Planetary scientist Owen Lehmer wondered if the output of M-dwarfs, like the famous, seven planet-hosting TRAPPIST-1, could support a photosynthesizing biosphere of sufficient scale to alter an exoplanet atmosphere to an extent we could detect.
On Earth, most oxygen photosynthesizing organisms use light with wavelengths between 400-750 nm, where longer wavelengths means lower energy per unit of light.
Some organisms can use longer wavelengths, up to 1,020 nm, by modifying the photosynthetic process, however it seems unlikely this can be pushed much further when lab experiments have failed to detect any vital electronic excitations kickstarting photosynthesis reactions from photons beyond 1,100 nm.
“It seems like organisms on Earth have hit a similar limit that we have in the lab,” says Lehmer.
This might be a problem considering M-dwarf stars like TRAPPIST-1 emit largely in the less energetic infrared and near infrared part of the spectrum with longer wavelengths between 700 nm – 1,000 nm.
To investigate further, Lehmer and his colleagues took the modern living, breathing Earth and moved it 40 light-years in the direction of the constellation of Aquarius, dropping it into orbit around TRAPPIST-1.
They then used various models, including one from the 1970’s that showed why plants on Earth are green, to explore how orbital distance and star-type impact photon availability for photosynthesis.

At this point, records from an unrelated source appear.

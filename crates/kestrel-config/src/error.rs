//! Config error types

use thiserror::Error;

#[derive(Error, Debug)]
pub enum ConfigError {
    #[error("I/O error: {0}")]
    Io(#[from] std::io::Error),

    #[error("Serialization error: {0}")]
    Serialization(#[from] serde_json::Error),
}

The team considered four photon wavelength limits for oxygen production — including the current highest found in nature, and the higher lab-based figure for detectable electronic transitions.
They then applied these to their model Earth, positioned at different orbital distances around TRAPPIST-1, and other hypothetical M-dwarf stars of various temperatures.
Their results, published in the Astrophysical Journal, showed M-dwarf’s lower energy light output falls some way short of that required for photons absorption to kick start photosynthesis reactions in even the most efficient systems evolution has produced.
For the TRAPPIST-1 simulation, the team found all three of its habitable zone planets would have insufficient light to maintain Earth’s terrestrial biosphere.
While oxygen producing organisms on Earth use 8 photons in the 400-750 nm range per CO2 molecule during photosynthesis, organisms tuned to the emissions of a TRAPPIST-1-like star could require up to 24-36 photons per CO2, reducing their capacity for creating fuel, and oxygen as a byproduct.
This isn’t to say photosynthesis isn’t taking place around M-dwarfs, says Lehmer, or that life isn’t present releasing energy via some other process.
However, if you are looking for oxygen as a biosignature, you are making an assumption around the process forming it, and Lehmer’s paper suggests M-dwarfs light radiation would limit photosynthesis’ ability to change an atmosphere to the extent we would notice.
“For the past few years everyone has been saying oxygen is a great biosignature. This paper adds an asterisk. Oxygenic photosynthesis could evolve like it did on Earth and we would never detect it.”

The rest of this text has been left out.